# [About this exercise]
The lines to return are those below that contain the word "neighborhoods".

# [Task data]
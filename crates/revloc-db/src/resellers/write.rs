//! Write operations for the `resellers` table.

use std::time::Duration;

use revloc_core::{EnrichmentUpdate, NewReseller};
use sqlx::{PgConnection, PgPool};
use uuid::Uuid;

use super::types::ResellerRow;

/// Age after which an enrichment claim no longer blocks another pass.
pub const CLAIM_STALE_AFTER: Duration = Duration::from_secs(15 * 60);

const INSERT_CHUNK_SIZE: usize = 1000;

/// Insert a batch of new resellers, `INSERT_CHUNK_SIZE` rows per statement.
///
/// Returns the number of rows inserted.
///
/// # Errors
///
/// Returns [`sqlx::Error`] if any chunk fails. Chunks already written stay
/// written.
pub async fn insert_resellers(pool: &PgPool, resellers: &[NewReseller]) -> Result<u64, sqlx::Error> {
    let mut conn = pool.acquire().await?;
    insert_batch(&mut conn, resellers).await
}

/// Rows touched by [`replace_resellers_by_cnpj`].
#[derive(Debug, Clone, Copy, PartialEq, Eq)]
pub struct ReplaceOutcome {
    pub removed: u64,
    pub inserted: u64,
}

/// Delete every existing reseller sharing a CNPJ with the batch, then insert
/// the batch.
///
/// Both steps run inside a single transaction; if any insert fails the
/// deletions are rolled back and the table is left as it was.
///
/// # Errors
///
/// Returns [`sqlx::Error`] if any statement or the commit fails.
pub async fn replace_resellers_by_cnpj(
    pool: &PgPool,
    resellers: &[NewReseller],
) -> Result<ReplaceOutcome, sqlx::Error> {
    let cnpjs: Vec<String> = resellers.iter().filter_map(|r| r.cnpj.clone()).collect();

    let mut tx = pool.begin().await?;
    let removed = delete_by_cnpjs_on(&mut tx, &cnpjs).await?;
    let inserted = insert_batch(&mut tx, resellers).await?;
    tx.commit().await?;

    Ok(ReplaceOutcome { removed, inserted })
}

async fn insert_batch(conn: &mut PgConnection, resellers: &[NewReseller]) -> Result<u64, sqlx::Error> {
    let mut inserted = 0_u64;
    for chunk in resellers.chunks(INSERT_CHUNK_SIZE) {
        inserted += insert_chunk(conn, chunk).await?;
    }
    Ok(inserted)
}

async fn insert_chunk(conn: &mut PgConnection, chunk: &[NewReseller]) -> Result<u64, sqlx::Error> {
    if chunk.is_empty() {
        return Ok(0);
    }

    // One parallel Vec per column for UNNEST binding.
    let n = chunk.len();
    let mut ids: Vec<Uuid> = Vec::with_capacity(n);
    let mut names: Vec<String> = Vec::with_capacity(n);
    let mut cnpjs: Vec<Option<String>> = Vec::with_capacity(n);
    let mut addresses: Vec<String> = Vec::with_capacity(n);
    let mut neighborhoods: Vec<String> = Vec::with_capacity(n);
    let mut cities: Vec<String> = Vec::with_capacity(n);
    let mut states: Vec<String> = Vec::with_capacity(n);
    let mut ceps: Vec<String> = Vec::with_capacity(n);
    let mut phones: Vec<String> = Vec::with_capacity(n);
    let mut whatsapps: Vec<String> = Vec::with_capacity(n);
    let mut hours: Vec<String> = Vec::with_capacity(n);
    let mut latitudes: Vec<Option<f64>> = Vec::with_capacity(n);
    let mut longitudes: Vec<Option<f64>> = Vec::with_capacity(n);
    let mut sources: Vec<Option<String>> = Vec::with_capacity(n);
    let mut actives: Vec<bool> = Vec::with_capacity(n);
    let mut enriched: Vec<bool> = Vec::with_capacity(n);
    let mut radii: Vec<Option<f64>> = Vec::with_capacity(n);
    let mut priorities: Vec<i32> = Vec::with_capacity(n);

    for r in chunk {
        ids.push(Uuid::new_v4());
        names.push(r.name.clone());
        cnpjs.push(r.cnpj.clone());
        addresses.push(r.address.clone());
        neighborhoods.push(r.neighborhood.clone());
        cities.push(r.city.clone());
        states.push(r.state.clone());
        ceps.push(r.cep.clone());
        phones.push(r.phone.clone());
        whatsapps.push(r.whatsapp.clone());
        hours.push(r.hours.clone());
        latitudes.push(r.coordinates.map(|c| c.lat));
        longitudes.push(r.coordinates.map(|c| c.lng));
        sources.push(r.geocoding_source.map(|s| s.as_str().to_string()));
        actives.push(r.active);
        enriched.push(r.data_enriched);
        radii.push(r.service_radius_km);
        priorities.push(r.priority);
    }

    let rows_affected = sqlx::query(
        "INSERT INTO resellers \
             (id, name, cnpj, address, neighborhood, city, state, cep, phone, whatsapp, \
              hours, latitude, longitude, geocoding_source, active, data_enriched, \
              service_radius_km, priority) \
         SELECT * FROM UNNEST(\
              $1::uuid[], $2::text[], $3::text[], $4::text[], $5::text[], $6::text[], \
              $7::text[], $8::text[], $9::text[], $10::text[], $11::text[], \
              $12::float8[], $13::float8[], $14::text[], $15::bool[], $16::bool[], \
              $17::float8[], $18::int4[])",
    )
    .bind(&ids)
    .bind(&names)
    .bind(&cnpjs)
    .bind(&addresses)
    .bind(&neighborhoods)
    .bind(&cities)
    .bind(&states)
    .bind(&ceps)
    .bind(&phones)
    .bind(&whatsapps)
    .bind(&hours)
    .bind(&latitudes)
    .bind(&longitudes)
    .bind(&sources)
    .bind(&actives)
    .bind(&enriched)
    .bind(&radii)
    .bind(&priorities)
    .execute(&mut *conn)
    .await?
    .rows_affected();

    Ok(rows_affected)
}

/// Insert one reseller and return the stored row.
///
/// # Errors
///
/// Returns [`sqlx::Error`] if the insert fails.
pub async fn insert_reseller(pool: &PgPool, reseller: &NewReseller) -> Result<ResellerRow, sqlx::Error> {
    sqlx::query_as::<_, ResellerRow>(
        "INSERT INTO resellers \
             (id, name, cnpj, address, neighborhood, city, state, cep, phone, whatsapp, \
              hours, latitude, longitude, geocoding_source, active, data_enriched, \
              service_radius_km, priority) \
         VALUES ($1, $2, $3, $4, $5, $6, $7, $8, $9, $10, $11, $12, $13, $14, $15, $16, $17, $18) \
         RETURNING id, name, cnpj, address, neighborhood, city, state, cep, phone, whatsapp, \
                   hours, latitude, longitude, geocoding_source, active, data_enriched, \
                   service_radius_km, priority, registry_data, created_at, updated_at",
    )
    .bind(Uuid::new_v4())
    .bind(&reseller.name)
    .bind(&reseller.cnpj)
    .bind(&reseller.address)
    .bind(&reseller.neighborhood)
    .bind(&reseller.city)
    .bind(&reseller.state)
    .bind(&reseller.cep)
    .bind(&reseller.phone)
    .bind(&reseller.whatsapp)
    .bind(&reseller.hours)
    .bind(reseller.coordinates.map(|c| c.lat))
    .bind(reseller.coordinates.map(|c| c.lng))
    .bind(reseller.geocoding_source.map(|s| s.as_str()))
    .bind(reseller.active)
    .bind(reseller.data_enriched)
    .bind(reseller.service_radius_km)
    .bind(reseller.priority)
    .fetch_one(pool)
    .await
}

/// Delete every reseller whose CNPJ is in `cnpjs`. Returns the count removed.
///
/// # Errors
///
/// Returns [`sqlx::Error`] if the query fails.
pub async fn delete_resellers_by_cnpjs(pool: &PgPool, cnpjs: &[String]) -> Result<u64, sqlx::Error> {
    let mut conn = pool.acquire().await?;
    delete_by_cnpjs_on(&mut conn, cnpjs).await
}

async fn delete_by_cnpjs_on(conn: &mut PgConnection, cnpjs: &[String]) -> Result<u64, sqlx::Error> {
    if cnpjs.is_empty() {
        return Ok(0);
    }
    let rows_affected = sqlx::query("DELETE FROM resellers WHERE cnpj = ANY($1::text[])")
        .bind(cnpjs)
        .execute(conn)
        .await?
        .rows_affected();
    Ok(rows_affected)
}

/// Try to claim a record for enrichment.
///
/// Succeeds only while the record is still unenriched and carries no claim
/// younger than [`CLAIM_STALE_AFTER`]. Returns `false` when another pass
/// holds it or it was enriched in the meantime.
///
/// # Errors
///
/// Returns [`sqlx::Error`] if the query fails.
pub async fn claim_for_enrichment(pool: &PgPool, id: Uuid) -> Result<bool, sqlx::Error> {
    let claimed = sqlx::query_scalar::<_, Uuid>(
        "UPDATE resellers \
         SET enrichment_claimed_at = NOW() \
         WHERE id = $1 \
           AND data_enriched = FALSE \
           AND (enrichment_claimed_at IS NULL \
                OR enrichment_claimed_at < NOW() - make_interval(secs => $2)) \
         RETURNING id",
    )
    .bind(id)
    .bind(CLAIM_STALE_AFTER.as_secs_f64())
    .fetch_optional(pool)
    .await?;
    Ok(claimed.is_some())
}

/// Drop a claim without enriching, so a later pass can pick the record up.
///
/// # Errors
///
/// Returns [`sqlx::Error`] if the query fails.
pub async fn release_enrichment_claim(pool: &PgPool, id: Uuid) -> Result<(), sqlx::Error> {
    sqlx::query("UPDATE resellers SET enrichment_claimed_at = NULL WHERE id = $1")
        .bind(id)
        .execute(pool)
        .await?;
    Ok(())
}

/// Write an enrichment result and mark the record enriched.
///
/// `None` fields keep their stored value. The write only lands while
/// `data_enriched` is still false; returns whether it did.
///
/// # Errors
///
/// Returns [`sqlx::Error`] if the query fails or `registry_data` cannot be
/// encoded.
pub async fn apply_enrichment(
    pool: &PgPool,
    id: Uuid,
    update: &EnrichmentUpdate,
) -> Result<bool, sqlx::Error> {
    let registry_data = update
        .registry_data
        .as_ref()
        .map(serde_json::to_value)
        .transpose()
        .map_err(|e| sqlx::Error::Encode(Box::new(e)))?;

    let written = sqlx::query_scalar::<_, Uuid>(
        "UPDATE resellers SET \
             name             = COALESCE($2, name), \
             address          = COALESCE($3, address), \
             neighborhood     = COALESCE($4, neighborhood), \
             city             = COALESCE($5, city), \
             state            = COALESCE($6, state), \
             cep              = COALESCE($7, cep), \
             phone            = COALESCE($8, phone), \
             registry_data    = COALESCE($9, registry_data), \
             latitude         = COALESCE($10, latitude), \
             longitude        = COALESCE($11, longitude), \
             geocoding_source = CASE WHEN $10 IS NULL THEN geocoding_source \
                                     ELSE COALESCE($12, geocoding_source) END, \
             data_enriched    = TRUE, \
             enrichment_claimed_at = NULL, \
             updated_at       = NOW() \
         WHERE id = $1 AND data_enriched = FALSE \
         RETURNING id",
    )
    .bind(id)
    .bind(&update.name)
    .bind(&update.address)
    .bind(&update.neighborhood)
    .bind(&update.city)
    .bind(&update.state)
    .bind(&update.cep)
    .bind(&update.phone)
    .bind(registry_data)
    .bind(update.coordinates.map(|c| c.lat))
    .bind(update.coordinates.map(|c| c.lng))
    .bind(update.geocoding_source.map(|s| s.as_str()))
    .fetch_optional(pool)
    .await?;

    Ok(written.is_some())
}

/// Mark a record enriched without changing any data (registry miss).
///
/// # Errors
///
/// Returns [`sqlx::Error`] if the query fails.
pub async fn mark_enriched_without_data(pool: &PgPool, id: Uuid) -> Result<bool, sqlx::Error> {
    let written = sqlx::query_scalar::<_, Uuid>(
        "UPDATE resellers \
         SET data_enriched = TRUE, enrichment_claimed_at = NULL, updated_at = NOW() \
         WHERE id = $1 AND data_enriched = FALSE \
         RETURNING id",
    )
    .bind(id)
    .fetch_optional(pool)
    .await?;
    Ok(written.is_some())
}

/// Toggle the `active` flag. Returns the updated row, or `None` if no such id.
///
/// # Errors
///
/// Returns [`sqlx::Error`] if the query fails.
pub async fn set_reseller_active(
    pool: &PgPool,
    id: Uuid,
    active: bool,
) -> Result<Option<ResellerRow>, sqlx::Error> {
    sqlx::query_as::<_, ResellerRow>(
        "UPDATE resellers SET active = $2, updated_at = NOW() \
         WHERE id = $1 \
         RETURNING id, name, cnpj, address, neighborhood, city, state, cep, phone, whatsapp, \
                   hours, latitude, longitude, geocoding_source, active, data_enriched, \
                   service_radius_km, priority, registry_data, created_at, updated_at",
    )
    .bind(id)
    .bind(active)
    .fetch_optional(pool)
    .await
}

/// Clear `data_enriched` and any claim, for one CNPJ or for every record.
///
/// `cnpj` must already be normalized. Returns the number of rows reset.
///
/// # Errors
///
/// Returns [`sqlx::Error`] if the query fails.
pub async fn reset_enrichment(pool: &PgPool, cnpj: Option<&str>) -> Result<u64, sqlx::Error> {
    let rows_affected = sqlx::query(
        "UPDATE resellers \
         SET data_enriched = FALSE, enrichment_claimed_at = NULL, updated_at = NOW() \
         WHERE (data_enriched = TRUE OR enrichment_claimed_at IS NOT NULL) \
           AND ($1::text IS NULL OR cnpj = $1)",
    )
    .bind(cnpj)
    .execute(pool)
    .await?
    .rows_affected();
    Ok(rows_affected)
}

# [Reply]
    let mut neighborhoods: Vec<String> = Vec::with_capacity(n);
        neighborhoods.push(r.neighborhood.clone());
    .bind(&neighborhoods)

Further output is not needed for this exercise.